Guitarist is a British monthly music-making magazine published by Future plc. First published in 1984, It is the longest-established European guitar-player magazine and is currently the biggest-selling guitar magazine in the UK. Editor Jamie Dickson has had the position since late 2013. Each issue covers three areas: reviews, interview and technique. This may include reviews of newly released guitars, amplifiers and other equipment; interviews with famous and up-and-coming guitar players; and features on the guitar industry, news articles, playing technique with tablature. Guitarists slogan was previously "The Guitar Player's Bible", before changing in 2012 to "The Guitar Magazine".

== Gear reviews ==
The gear reviews section is produced by writers such as Dave Burrluck, Neville Marten and Mick Taylor. The segment hosts guitar equipment reviews of both major and boutique manufacturers from around the world. As well as electric guitars and acoustic guitars, the magazine also reviews guitar amplifiers, effects pedals, electric basses and various pro-audio and recording equipment applicable to guitar players.

Gear reviews within the magazine comprise two distinct elements. First Play reviews are located near the front of the magazine and generally focus on high-end products. These reviews place an emphasis on photography but often do not contain the same level of detail as the Feature Reviews, located in the back half of each issue. These reviews are highly detailed and may include behind-the-scenes interviews or an exploration of the instrument's history.

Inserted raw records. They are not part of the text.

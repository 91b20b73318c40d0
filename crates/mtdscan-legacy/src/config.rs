//! Configuration for legacy MTD discovery

use std::path::{Path, PathBuf};

use log::warn;

use crate::error::{LegacyMtdError, Result};

/// Default location of the MTD status report
pub const MTD_PROC_FILE: &str = "/proc/mtd";

/// Default directory holding the `mtdN` character nodes
pub const MTD_DEV_DIR: &str = "/dev";

/// Where to find the status report and the device nodes
#[derive(Debug, Clone, PartialEq, Eq)]
pub struct LegacyMtdConfig {
    /// Path of the status report (`/proc/mtd`)
    pub proc_path: PathBuf,
    /// Directory containing `mtdN` nodes (`/dev`)
    pub dev_dir: PathBuf,
}

impl Default for LegacyMtdConfig {
    fn default() -> Self {
        Self {
            proc_path: PathBuf::from(MTD_PROC_FILE),
            dev_dir: PathBuf::from(MTD_DEV_DIR),
        }
    }
}

impl LegacyMtdConfig {
    /// Create a configuration with the standard system paths
    pub fn new() -> Self {
        Self::default()
    }

    /// Read the status report from another path
    pub fn with_proc_path(mut self, path: impl Into<PathBuf>) -> Self {
        self.proc_path = path.into();
        self
    }

    /// Look for device nodes in another directory
    pub fn with_dev_dir(mut self, dir: impl Into<PathBuf>) -> Self {
        self.dev_dir = dir.into();
        self
    }

    /// Path of the character node for device `mtd_num`
    pub fn node_path(&self, mtd_num: u32) -> PathBuf {
        self.dev_dir.join(format!("mtd{}", mtd_num))
    }

    /// Path of the status report
    pub fn proc_path(&self) -> &Path {
        &self.proc_path
    }
}

/// Parse options from key-value pairs
///
/// # Supported options
/// - `proc=PATH` - status report path (default `/proc/mtd`)
/// - `devdir=DIR` - device node directory (default `/dev`)
///
/// # Example
/// ```ignore
/// let config = parse_options(&[("devdir", "/tmp/dev")])?;
/// ```
pub fn parse_options(options: &[(&str, &str)]) -> Result<LegacyMtdConfig> {
    let mut config = LegacyMtdConfig::default();

    for (key, value) in options {
        match *key {
            "proc" => config.proc_path = non_empty("proc", value)?.into(),
            "devdir" => config.dev_dir = non_empty("devdir", value)?.into(),
            _ => {
                warn!("Unknown legacy MTD option: {}={}", key, value);
            }
        }
    }

    Ok(config)
}

fn non_empty<'a>(name: &'static str, value: &'a str) -> Result<&'a str> {
    if value.is_empty() {
        return Err(LegacyMtdError::InvalidParameter {
            name,
            message: "path must not be empty".to_string(),
        });
    }
    Ok(value)
}
//! Error types for mtdscan-core
//!
//! These errors carry no allocations so they can be returned from `no_std`
//! code. Backends wrap them with the path and device context they know about.

use core::fmt;

/// Device attribute named by an [`Error::InsaneAttribute`]
#[derive(Debug, Clone, Copy, PartialEq, Eq)]
pub enum Attribute {
    /// Minimum I/O unit size (`writesize`)
    MinIoUnitSize,
    /// Eraseblock size (`erasesize`)
    EraseBlockSize,
    /// Total device size
    TotalSize,
    /// Raw MTD type code
    DeviceType,
}

impl fmt::Display for Attribute {
    fn fmt(&self, f: &mut fmt::Formatter<'_>) -> fmt::Result {
        match self {
            Self::MinIoUnitSize => write!(f, "min. I/O unit size"),
            Self::EraseBlockSize => write!(f, "eraseblock size"),
            Self::TotalSize => write!(f, "size"),
            Self::DeviceType => write!(f, "device type"),
        }
    }
}

/// Core error type - no_std compatible, Copy for efficiency
#[derive(Debug, Clone, Copy, PartialEq, Eq)]
pub enum Error {
    // Report format errors
    /// Report is shorter than the header line or starts with something else
    BadPreamble,
    /// Line does not match `mtd%d: %llx %x`
    PatternNotFound,
    /// No opening quote of the name field before end of data
    OpeningQuoteNotFound,
    /// No closing quote of the name field before end of data
    ClosingQuoteNotFound,
    /// Quoted name is longer than [`crate::MTD_NAME_MAX`]
    NameTooLong {
        /// Device number of the offending line
        mtd_num: u32,
        /// Length of the quoted name in bytes
        len: usize,
    },
    /// Quoted name is not valid UTF-8
    NameNotUtf8 {
        /// Device number of the offending line
        mtd_num: u32,
    },
    /// Closing quote is not followed by a newline
    MissingNewline {
        /// Device number of the offending line
        mtd_num: u32,
    },

    // Attribute errors
    /// Device number does not belong to the MTD character driver
    WrongMajor {
        /// Major number of the device
        major: u32,
    },
    /// The kernel reported a value that breaks the device geometry invariants
    InsaneAttribute {
        /// The first attribute found to be invalid
        field: Attribute,
        /// The value the kernel reported for it
        value: u64,
    },
}

impl fmt::Display for Error {
    fn fmt(&self, f: &mut fmt::Formatter<'_>) -> fmt::Result {
        match self {
            Self::BadPreamble => write!(
                f,
                "report does not start with \"{}\"",
                crate::report::PROC_MTD_FIRST.trim_end()
            ),
            Self::PatternNotFound => write!(f, "\"mtd%d: %llx %x\" pattern not found"),
            Self::OpeningQuoteNotFound => write!(f, "opening \" not found"),
            Self::ClosingQuoteNotFound => write!(f, "closing \" not found"),
            Self::NameTooLong { mtd_num, len } => write!(
                f,
                "too long mtd{} device name ({} bytes, max {})",
                mtd_num,
                len,
                crate::MTD_NAME_MAX
            ),
            Self::NameNotUtf8 { mtd_num } => {
                write!(f, "mtd{} device name is not valid UTF-8", mtd_num)
            }
            Self::MissingNewline { mtd_num } => {
                write!(f, "newline after mtd{} device name not found", mtd_num)
            }
            Self::WrongMajor { major } => write!(
                f,
                "major number {} is not the MTD major {}",
                major,
                crate::MTD_DEV_MAJOR
            ),
            Self::InsaneAttribute { field, value } => {
                write!(f, "insane {} {}", field, value)
            }
        }
    }
}

#[cfg(feature = "std")]
impl std::error::Error for Error {}

/// Result type alias using the core Error type
pub type Result<T> = core::result::Result<T, Error>;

Where applicable, all the gear reviewed in Guitarist is accompanied by a video demonstration of that product, produced by the magazine's in-house team and often featuring the reviewer. These videos are either a simple demonstration of the product's features, or a short piece of original music created using the product. Occasionally, the magazine includes a discussion about the featured guitar between members of the Guitarist team, with example performances interspersed throughout. These video demos were previously accessed via the Guitarist CD/DVD, or the online Guitarist Vault download archive. From 2014, however, the video demos have been available as a private YouTube playlist, accessed via a direct link printed in each issue.

In addition to gear reviews, each issue also features an in-depth Q&A section, where reader's technical queries and problems are answered by Guitarist's experts, as well as a long-term test section, where members of the Guitarist team take recently reviewed products on a six-month trial to see how they feature in the real world.

== Features and artists ==
Guitarist has focused primarily on blues, folk and classic rock and metal when it comes to interviews and features. In recent years, the title has broadened its scope to include artists from a wide array of guitar-focused genres, including alternative rock, modern metal, progressive rock, jazz, country, shred guitar and many others.

Artist interviews in Guitarist generally have a greater focus on guitars than a typical music magazine. Discussions of the artist's playing style, gear choices and general attitude to the guitar are commonplace. Occasionally, the artist will demonstrate a performance on a guitar, which is then available to view on the Guitarist YouTube channel. Recent artists who have been featured in Guitarist include: Joe Perry, Jimmy Page, Marc Ford, Joe Bonamassa, Charlie Hunter, Jackson Browne, Guthrie Govan, Jim Campilongo, Eric Johnson and Steve Vai.

In addition to artist interviews, Guitarist regularly includes feature stories on a specific guitarist, guitar or musical genre. Past examples of these features include histories of: Brian May's guitar, 'The Red Special', David Gilmour's guitar, 'Black Stratocaster', various blues musicians, slide guitar, the Fender Stratocaster, and the Gibson Les Paul.

== Playing and technique ==
Guitarist previously included a large technique section at the rear of the magazine with columns reflecting a wide array of different guitar styles. However, in recent years, this has been reduced to a single regular column, the long-running Blues Headlines with long-time Guitar Techniques and Guitarist contributor Richard Barrett.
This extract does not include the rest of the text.